The other vile accusation being used to try and discredit Amber Heard and her claims, is that she must surely be trying to swindle her estranged husband out of his money. That she’s manipulating him to get a payout. But think about how this situation has gone down: Heard filed only a couple of days after Depp’s mother passed away. People accused her of being cold, and it certainly looked that way.

But then she filed the restraining order. Depp’s publicity team tried to discredit her, but their efforts were weak at best. Spiteful, even. We know from the court filings that Heard tried to keep this matter quiet. There are emails exchanged between her representation and Depp’s included in the documents submitted to court (along with images, witness statements, and various other pieces of damning evidence). It is because of those emails that we know the filing only went ahead after Depp’s publicity team tried to publicly discredit Heard.

Women who were long-ago involved with Depp have come out publicly and asserted that he wasn’t violent with them. And that may well be true. But it also doesn’t mean that Heard is lying. It just means that those women didn’t share the same experience that Heard alleges she had.


The reality is, Depp is a very powerful and influential man with a huge number of high-powered friends. He has a lot of pull in his field – a field he shares with his estranged wife – and he has the capacity to sway favour. To make people resist employing Heard. It is entirely possible, if not likely, that Heard has dug herself into a hole by coming out against Johnny Depp. And this is something she must know. The way that she, and her representation, have handled this delicate situation speaks to the fact that Heard is aware of the position she is putting herself in by revealing what she has about Depp; but in the end, her safety was, as it should always be, paramount. So why, then, you have to ask yourself, would she lie? Why would she risk damaging her own reputation when she knows full well the influence of her husband and his friends?

At the end of the day, the question all of this begs, is why do we let Hollywood get away with it? Why is the immediate response of many, to wash away the wrongdoings of these people and to set upon the young girl who has been brave enough to expose herself and the story of her traumatic relationship with her father? Or to attack Mia Farrow, Allen’s former partner and the woman he recently referred to as being his ‘mother-in-law’?

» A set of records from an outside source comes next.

//! # Track Partitioner
//!
//! Splits a chord stream into monophonic tracks with first-fit greedy
//! assignment.
//!
//! Each chord goes to the first existing track (in creation order) whose last
//! chord has finished by the chord's start; otherwise a new track is opened.
//! With input sorted by start time this is greedy interval-graph coloring and
//! opens exactly as many tracks as the largest number of chords sounding at
//! once. The lowest qualifying index always wins, so the packing is
//! reproducible rather than load-balanced.
//!
//! ## Preconditions
//! - Chords are in non-decreasing start order ([`ConvertError::UnsortedChords`])
//! - Every chord has at least one note ([`ConvertError::EmptyChord`])
//! - Every chord ends at a representable tick ([`ConvertError::Resolver`])
//!
//! All are checked as chords arrive; the first violation aborts the run.

use log::{debug, trace};

use crate::config::Adjacency;
use crate::error::ConvertError;
use crate::model::Chord;

/// A monophonic run of chords, none overlapping the next.
#[derive(Debug, Clone, PartialEq, Default)]
pub struct Track {
    pub chords: Vec<Chord>,
}

impl Track {
    /// Tick at which the last chord ends, `None` for an empty track.
    pub fn end(&self) -> Result<Option<u64>, ConvertError> {
        self.chords.last().map(Chord::end).transpose()
    }

    fn accepts(&self, chord: &Chord, adjacency: Adjacency) -> Result<bool, ConvertError> {
        Ok(self
            .end()?
            .map_or(true, |end| adjacency.accepts(end, chord.start)))
    }
}

/// Assign every chord to a track.
///
/// # Example
/// ```
/// use midisynth::config::Adjacency;
/// use midisynth::model::{Chord, Note, PitchClass};
/// use midisynth::partition::partition_chords;
///
/// let chord = |start, length| Chord {
///     start,
///     length,
///     notes: vec![Note { pitch: PitchClass::C, octave: 4, start, length, velocity: 64 }],
/// };
///
/// // The second chord overlaps the first, the third follows it directly
/// let tracks = partition_chords(
///     vec![chord(0, 10), chord(5, 10), chord(10, 10)],
///     Adjacency::Touching,
/// )?;
/// assert_eq!(tracks.len(), 2);
/// assert_eq!(tracks[0].chords.len(), 2);
/// # Ok::<(), midisynth::ConvertError>(())
/// ```
pub fn partition_chords(
    chords: Vec<Chord>,
    adjacency: Adjacency,
) -> Result<Vec<Track>, ConvertError> {
    let mut tracks: Vec<Track> = Vec::new();
    let mut previous_start: Option<u64> = None;
    let chord_count = chords.len();

    for (index, chord) in chords.into_iter().enumerate() {
        if chord.notes.is_empty() {
            return Err(ConvertError::EmptyChord { index });
        }
        if let Some(previous_start) = previous_start {
            if chord.start < previous_start {
                return Err(ConvertError::UnsortedChords {
                    index,
                    start: chord.start,
                    previous_start,
                });
            }
        }
        previous_start = Some(chord.start);
        chord.end()?;

        let mut slot = None;
        for (track_index, track) in tracks.iter().enumerate() {
            if track.accepts(&chord, adjacency)? {
                slot = Some(track_index);
                break;
            }
        }

        match slot {
            Some(track_index) => {
                trace!("chord {} at tick {} -> track {}", index, chord.start, track_index);
                tracks[track_index].chords.push(chord);
            }
            None => {
                trace!("chord {} at tick {} opens track {}", index, chord.start, tracks.len());
                tracks.push(Track {
                    chords: vec![chord],
                });
            }
        }
    }

    debug!("partitioned {} chords into {} tracks", chord_count, tracks.len());
    Ok(tracks)
}
use axum::{
    Json,
    extract::Extension,
    http::{HeaderMap, StatusCode, header::SET_COOKIE},
    response::IntoResponse,
};
use std::sync::Arc;
use tracing::{error, instrument};

use crate::accounts::service::AccountService;

use super::{
    error_response,
    session::{SessionStore, clear_session_cookie, extract_session_token, session_cookie},
    types::LoginRequest,
};

#[utoipa::path(
    post,
    path = "/v1/accounts/login",
    request_body = LoginRequest,
    responses(
        (status = 200, description = "Login successful", body = crate::access::AccountView),
        (status = 403, description = "Invalid credentials or unconfirmed past grace period"),
        (status = 404, description = "Unknown email"),
        (status = 500, description = "Store failure")
    ),
    tag = "accounts"
)]
#[instrument(skip(service, sessions, payload))]
pub async fn login(
    service: Extension<Arc<AccountService>>,
    sessions: Extension<Arc<SessionStore>>,
    payload: Option<Json<LoginRequest>>,
) -> impl IntoResponse {
    let Some(Json(request)) = payload else {
        return (StatusCode::BAD_REQUEST, "Missing payload".to_string()).into_response();
    };

    let view = match service.login(&request.email, &request.password).await {
        Ok(view) => view,
        Err(err) => return error_response(&err).into_response(),
    };

    // The session only exists once the gate has passed.
    let token = sessions.create(view.id).await;
    let mut headers = HeaderMap::new();
    match session_cookie(&token, sessions.ttl_seconds(), sessions.cookie_secure()) {
        Ok(cookie) => {
            headers.insert(SET_COOKIE, cookie);
        }
        Err(err) => {
            error!("Failed to build session cookie: {err}");
            return (
                StatusCode::INTERNAL_SERVER_ERROR,
                "Failed to establish session".to_string(),
            )
                .into_response();
        }
    }

    (StatusCode::OK, headers, Json(view)).into_response()
}

#[utoipa::path(
    post,
    path = "/v1/accounts/logout",
    responses(
        (status = 204, description = "Session cleared")
    ),
    tag = "accounts"
)]
pub async fn logout(
    headers: HeaderMap,
    sessions: Extension<Arc<SessionStore>>,
) -> impl IntoResponse {
    if let Some(token) = extract_session_token(&headers) {
        sessions.revoke(&token).await;
    }

    // Always clear the cookie, even without a live session.
    let mut response_headers = HeaderMap::new();
    if let Ok(cookie) = clear_session_cookie(sessions.cookie_secure()) {
        response_headers.insert(SET_COOKIE, cookie);
    }
    (StatusCode::NO_CONTENT, response_headers).into_response()
}
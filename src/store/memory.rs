//! In-memory collaborators for tests and local development.

use anyhow::{Result, anyhow};
use async_trait::async_trait;
use rand::{RngCore, rngs::OsRng};
use sha2::{Digest, Sha256};
use std::collections::{BTreeSet, HashMap};
use tokio::sync::Mutex;
use uuid::Uuid;

use crate::access::{Capability, Grant, Subject};
use crate::accounts::models::Account;

use super::{AccountStore, CreateOutcome, CredentialStore, GrantStore};

#[derive(Debug, Default)]
pub struct MemoryAccountStore {
    accounts: Mutex<HashMap<Uuid, Account>>,
}

impl MemoryAccountStore {
    #[must_use]
    pub fn new() -> Self {
        Self::default()
    }
}

#[async_trait]
impl AccountStore for MemoryAccountStore {
    async fn create(&self, account: Account) -> Result<CreateOutcome> {
        let mut accounts = self.accounts.lock().await;
        if accounts.values().any(|existing| existing.email == account.email) {
            return Ok(CreateOutcome::Conflict);
        }
        accounts.insert(account.id, account);
        Ok(CreateOutcome::Created)
    }

    async fn find_by_id(&self, id: Uuid) -> Result<Option<Account>> {
        Ok(self.accounts.lock().await.get(&id).cloned())
    }

    async fn find_by_email(&self, email: &str) -> Result<Option<Account>> {
        Ok(self
            .accounts
            .lock()
            .await
            .values()
            .find(|account| account.email == email)
            .cloned())
    }

    async fn save(&self, account: &Account) -> Result<()> {
        let mut accounts = self.accounts.lock().await;
        if !accounts.contains_key(&account.id) {
            return Err(anyhow!("unknown account id: {}", account.id));
        }
        accounts.insert(account.id, account.clone());
        Ok(())
    }
}

#[derive(Debug)]
struct StoredCredential {
    salt: [u8; 16],
    digest: Vec<u8>,
}

fn digest(salt: &[u8], password: &str) -> Vec<u8> {
    let mut hasher = Sha256::new();
    hasher.update(salt);
    hasher.update(password.as_bytes());
    hasher.finalize().to_vec()
}

#[derive(Debug, Default)]
pub struct MemoryCredentialStore {
    credentials: Mutex<HashMap<Uuid, StoredCredential>>,
}

impl MemoryCredentialStore {
    #[must_use]
    pub fn new() -> Self {
        Self::default()
    }
}

#[async_trait]
impl CredentialStore for MemoryCredentialStore {
    async fn register(&self, account_id: Uuid, password: &str) -> Result<()> {
        let mut salt = [0u8; 16];
        OsRng.fill_bytes(&mut salt);
        let credential = StoredCredential {
            salt,
            digest: digest(&salt, password),
        };
        self.credentials.lock().await.insert(account_id, credential);
        Ok(())
    }

    async fn set_password(&self, account_id: Uuid, new_password: &str) -> Result<()> {
        let mut credentials = self.credentials.lock().await;
        let Some(credential) = credentials.get_mut(&account_id) else {
            return Err(anyhow!("no credential for account: {account_id}"));
        };
        let mut salt = [0u8; 16];
        OsRng.fill_bytes(&mut salt);
        credential.salt = salt;
        credential.digest = digest(&salt, new_password);
        Ok(())
    }

    async fn authenticate(&self, account_id: Uuid, password: &str) -> Result<bool> {
        let credentials = self.credentials.lock().await;
        Ok(credentials
            .get(&account_id)
            .is_some_and(|credential| digest(&credential.salt, password) == credential.digest))
    }
}

#[derive(Debug, Default)]
pub struct MemoryGrantStore {
    grants: Mutex<HashMap<String, HashMap<Subject, BTreeSet<Capability>>>>,
}

impl MemoryGrantStore {
    #[must_use]
    pub fn new() -> Self {
        Self::default()
    }
}

#[async_trait]
impl GrantStore for MemoryGrantStore {
    async fn grant(
        &self,
        subject: Subject,
        resource: &str,
        capabilities: BTreeSet<Capability>,
    ) -> Result<()> {
        let mut grants = self.grants.lock().await;
        grants
            .entry(resource.to_string())
            .or_default()
            .entry(subject)
            .or_default()
            .extend(capabilities);
        Ok(())
    }

    async fn grants_for(&self, resource: &str) -> Result<Vec<Grant>> {
        let grants = self.grants.lock().await;
        Ok(grants
            .get(resource)
            .map(|subjects| {
                subjects
                    .iter()
                    .map(|(subject, capabilities)| Grant {
                        subject: subject.clone(),
                        resource: resource.to_string(),
                        capabilities: capabilities.clone(),
                    })
                    .collect()
            })
            .unwrap_or_default())
    }
}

Why do people not only want to doubt a woman who claims she was abused for years by her partner, but would, in fact, rather stand on the side of the person she alleges to be an abuser? In what world is it sound to suggest that too much time has past for the sodomising of a drugged child to be a pertinent enough reason to jail an offender?

Would it be different if they were no-names? Yes. The answer is just yes. There is no question. These are people, like so many others who live in the strange Hollywood bubble, who get away with it. All and any of it. People who are put on pedestals and treated like Midas. Who have cash and awards and accolades thrown at them. And for what? What kind of a society are we to let such atrocious transgressions be buried, all for the sake of money and not much else?

663Image: THR.

You should read Ronan Farrow’s recent essay for The Hollywood Reporter. He penned it after the publication printed a glowing puff piece celebrating his father which neglected to mention the allegations lined up against him. You should go back and read that list of people who supported Roman Polanski’s absolution, and remember that fact when you next watch a project of theirs. You should make note of the publications who print headlines blaming a victim for their alleged abuser’s behaviour, or who suggest that someone’s sexuality is an acceptable, if likely, reason for someone to have to endure an abusive relationship.

Think about where you’re putting your money – whose hands it’s passing into – and whether you’re comfortable letting a lawless industry continue to do whatever it pleases just because they think they should be able.